Messungen der Gehirnaktivität im All – eine große Herausforderung
Das Team um den Ilmenauer Wissenschaftler Prof. Patrique Fiedler will eine besonders robuste, benutzerfreundliche Technologie entwickeln, die auch in Extremsituationen im All zuverlässig arbeitet. Denn die Bedingungen, denen Mensch und Technik auf Weltraummissionen ausgesetzt sind, sind besonders hart. Prototypen von EEG-Hauben, die die menschliche Gehirnfunktion messen, wurden bereits von der Universität Duisburg-Essen in Parabelflügen zur Simulation von Schwerelosigkeit, die das Deutsche Zentrum für Luft- und Raumfahrt durchführte, getestet. Ähnliche, von der US-Weltraumagentur NASA geförderte Studien, führten auch die Complutense Universidad in Spanien und die McGovern Medical School in Houston/Texas durch. Prof. Fiedler ist zuversichtlich, ein zuverlässiges neues System für den Einsatz im Weltall entwickeln zu können: „Diese Studien zeigen, wie anspruchsvoll stabile Messungen im Weltall im Gegensatz zu einer Umgebung auf der Erde sind. Dennoch waren sie für unsere Forschung sehr vielversprechend.“
Intelligenter All…tagsbegleiter
Das Forschungsteam um Prof. Patrique Fiedler will ein ultraleichtes, komfortables System entwickeln, etwa ein Headset, das in Sekunden einsatzbereit ist und zuverlässig kontinuierlich hochwertige EEG-Daten aufzeichnet. Eingebaute Künstliche Intelligenz in Form von Signalanalyse erkennt automatisch mentale Zustände der Person und überwacht und optimiert laufend selbstständig die Signalqualität. Bei ihrer prämierten Innovation knüpfen die Forschungspartner an ein EEG-System mit Trockenelektroden an, das an der TU Ilmenau entwickelt wurde. Es kommt ohne die aufwändige Vorbereitung klassischer Elektroden aus und wird bereits in zahlreichen medizinischen Einrichtungen in Deutschland eingesetzt.

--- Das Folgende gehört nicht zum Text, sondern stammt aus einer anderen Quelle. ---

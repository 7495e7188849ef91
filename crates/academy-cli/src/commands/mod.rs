//! CLI command definitions and dispatch.

pub mod grace;
pub mod migrate;
pub mod notification;
pub mod session;
pub mod sweep;
pub mod worker;

use chrono::{DateTime, NaiveDate, Utc};
use clap::{Parser, Subcommand};

use academy_core::config::AppConfig;
use academy_core::error::AppError;
use academy_core::result::AppResult;
use academy_database::DatabasePool;
use academy_entity::job::{JobPayload, JobPriority};
use academy_worker::lifecycle::RunMode;
use academy_worker::queue::JobQueue;
use academy_worker::{SchedulerContext, TaskReport};

use crate::output::{self, OutputFormat};

/// Academy lifecycle scheduler operations
#[derive(Debug, Parser)]
#[command(name = "academy", version, about, long_about = None)]
pub struct Cli {
    /// Path to configuration file
    #[arg(short, long, default_value = "config/default.toml")]
    pub config: String,

    /// Output format
    #[arg(short, long, value_enum, default_value = "table")]
    pub format: OutputFormat,

    /// Subcommand to execute
    #[command(subcommand)]
    pub command: Commands,
}

/// Top-level commands
#[derive(Debug, Subcommand)]
pub enum Commands {
    /// Send expiry reminders for subscriptions crossing a threshold
    CheckExpiringSubscriptions(sweep::ExpiringArgs),
    /// Cancel PENDING subscriptions that were never paid
    CleanupExpiredPending(sweep::PendingArgs),
    /// Suspend ACTIVE subscriptions whose grace period ended
    SuspendExpiredGrace(sweep::DryRunArgs),
    /// Stop recordings that ran past their session's end
    StopExpiredRecordings(sweep::DryRunArgs),
    /// Generate sessions from weekly schedule templates
    GenerateSessions(session::GenerateArgs),
    /// Prepare meeting rooms for sessions about to start
    PrepareSessions(session::PrepareArgs),
    /// Grant a grace period to an active subscription
    GrantGrace(grace::GrantGraceArgs),
    /// Delete in-app notifications
    PurgeNotifications(notification::PurgeArgs),
    /// Job queue status and manual triggers
    Worker(worker::WorkerArgs),
    /// Database migration management
    Migrate(migrate::MigrateArgs),
}

impl Cli {
    /// Execute the CLI command
    pub async fn execute(&self) -> AppResult<()> {
        let format = self.format;
        match &self.command {
            Commands::CheckExpiringSubscriptions(args) => {
                sweep::expiring(args, &self.config, format).await
            }
            Commands::CleanupExpiredPending(args) => {
                sweep::pending(args, &self.config, format).await
            }
            Commands::SuspendExpiredGrace(args) => {
                let payload = JobPayload::SuspendExpiredGrace;
                sweep::run_inline(&payload, args.dry_run, &self.config, format).await
            }
            Commands::StopExpiredRecordings(args) => {
                let payload = JobPayload::StopExpiredRecordings;
                sweep::run_inline(&payload, args.dry_run, &self.config, format).await
            }
            Commands::GenerateSessions(args) => {
                session::generate(args, &self.config, format).await
            }
            Commands::PrepareSessions(args) => session::prepare(args, &self.config, format).await,
            Commands::GrantGrace(args) => grace::execute(args, &self.config, format).await,
            Commands::PurgeNotifications(args) => {
                notification::execute(args, &self.config).await
            }
            Commands::Worker(args) => worker::execute(args, &self.config, format).await,
            Commands::Migrate(args) => migrate::execute(args, &self.config).await,
        }
    }
}

/// Helper: load configuration from file
pub fn load_config(config_path: &str) -> AppResult<AppConfig> {
    AppConfig::load(config_path)
}

/// Helper: connect to the database and wire the scheduler context
pub async fn connect(config_path: &str) -> AppResult<SchedulerContext> {
    let config = load_config(config_path)?;
    let db = DatabasePool::connect(&config.database).await?;
    SchedulerContext::from_database(&db, config)
}

/// Run `payload` now at the context clock and print its report.
///
/// Fails when a real run hit persistence errors, so the process exits 1.
pub async fn run_task(
    ctx: &SchedulerContext,
    payload: &JobPayload,
    mode: RunMode,
    format: OutputFormat,
) -> AppResult<TaskReport> {
    let as_of = ctx.clock.now();
    let report = ctx.run_task(payload, as_of, mode).await?;
    output::print_task_report(&report, format);

    if mode.is_apply() && report.has_transactional_failures() {
        return Err(AppError::database(format!(
            "{} finished with persistence failures",
            payload.job_type()
        )));
    }
    Ok(report)
}

/// Put `payload` on the sweep queue instead of running it here.
pub async fn enqueue(ctx: &SchedulerContext, payload: JobPayload) -> AppResult<()> {
    let queue = JobQueue::new(ctx.jobs.clone(), cli_worker_id());
    let job_type = payload.job_type();
    let job = queue.enqueue(payload, JobPriority::High).await?;
    output::print_success(&format!("Job '{job_type}' enqueued (id: {})", job.id));
    Ok(())
}

fn cli_worker_id() -> String {
    format!("cli-{}", std::process::id())
}

/// Parse an RFC 3339 timestamp or a plain `YYYY-MM-DD` date (midnight UTC).
pub fn parse_instant(value: &str) -> Result<DateTime<Utc>, String> {
    if let Ok(at) = DateTime::parse_from_rfc3339(value) {
        return Ok(at.with_timezone(&Utc));
    }
    NaiveDate::parse_from_str(value, "%Y-%m-%d")
        .map(|day| day.and_time(chrono::NaiveTime::MIN).and_utc())
        .map_err(|_| format!("'{value}' is neither an RFC 3339 timestamp nor a YYYY-MM-DD date"))
}

/// Ask before a destructive step unless `force` was given.
pub fn confirm(prompt: &str, force: bool) -> AppResult<bool> {
    if force {
        return Ok(true);
    }
    dialoguer::Confirm::new()
        .with_prompt(prompt)
        .default(false)
        .interact()
        .map_err(|e| AppError::internal(format!("Input error: {e}")))
}

#[cfg(test)]
mod tests {
    use super::*;
    use chrono::TimeZone;

    #[test]
    fn test_parse_instant_date() {
        assert_eq!(
            parse_instant("2025-03-01").unwrap(),
            Utc.with_ymd_and_hms(2025, 3, 1, 0, 0, 0).unwrap()
        );
    }

    #[test]
    fn test_parse_instant_rfc3339_with_offset() {
        assert_eq!(
            parse_instant("2025-03-01T12:00:00+03:00").unwrap(),
            Utc.with_ymd_and_hms(2025, 3, 1, 9, 0, 0).unwrap()
        );
    }

    #[test]
    fn test_parse_instant_rejects_garbage() {
        assert!(parse_instant("next tuesday").is_err());
    }

    #[test]
    fn test_cli_parses_sweep_flags() {
        let cli = Cli::try_parse_from([
            "academy",
            "--format",
            "json",
            "cleanup-expired-pending",
            "--hours",
            "24",
            "--dry-run",
        ])
        .unwrap();
        assert_eq!(cli.format, OutputFormat::Json);
        match cli.command {
            Commands::CleanupExpiredPending(args) => {
                assert_eq!(args.hours, Some(24));
                assert!(args.dry_run);
                assert!(!args.force);
            }
            other => panic!("unexpected command {other:?}"),
        }
    }

    #[test]
    fn test_cli_rejects_pending_hours_out_of_range() {
        for hours in ["0", "-1", "8761", "4000000000000000"] {
            let parsed = Cli::try_parse_from([
                "academy",
                "cleanup-expired-pending",
                "--hours",
                hours,
            ]);
            assert!(parsed.is_err(), "--hours {hours} should be rejected");
        }
        assert!(
            Cli::try_parse_from(["academy", "cleanup-expired-pending", "--hours", "8760"]).is_ok()
        );
    }

    #[test]
    fn test_cli_purge_requires_selector_value() {
        assert!(
            Cli::try_parse_from(["academy", "purge-notifications", "--before"]).is_err()
        );
    }
}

In Kombination mit Neurofeedback, einem computergestützten Gehirntraining, könnte das neue System künftig helfen, Leistungseinbußen der Menschen auf Weltallmissionen zu vermeiden und ihre geistige Erholung sogar schon vor Ort im All zu ermöglichen. „Unser Ziel ist es, mentale Belastungen sichtbar zu machen und Menschen zu helfen, besser mit Stress und Extremsituationen umzugehen – übrigens auch auf der Erde“, so Fiedler.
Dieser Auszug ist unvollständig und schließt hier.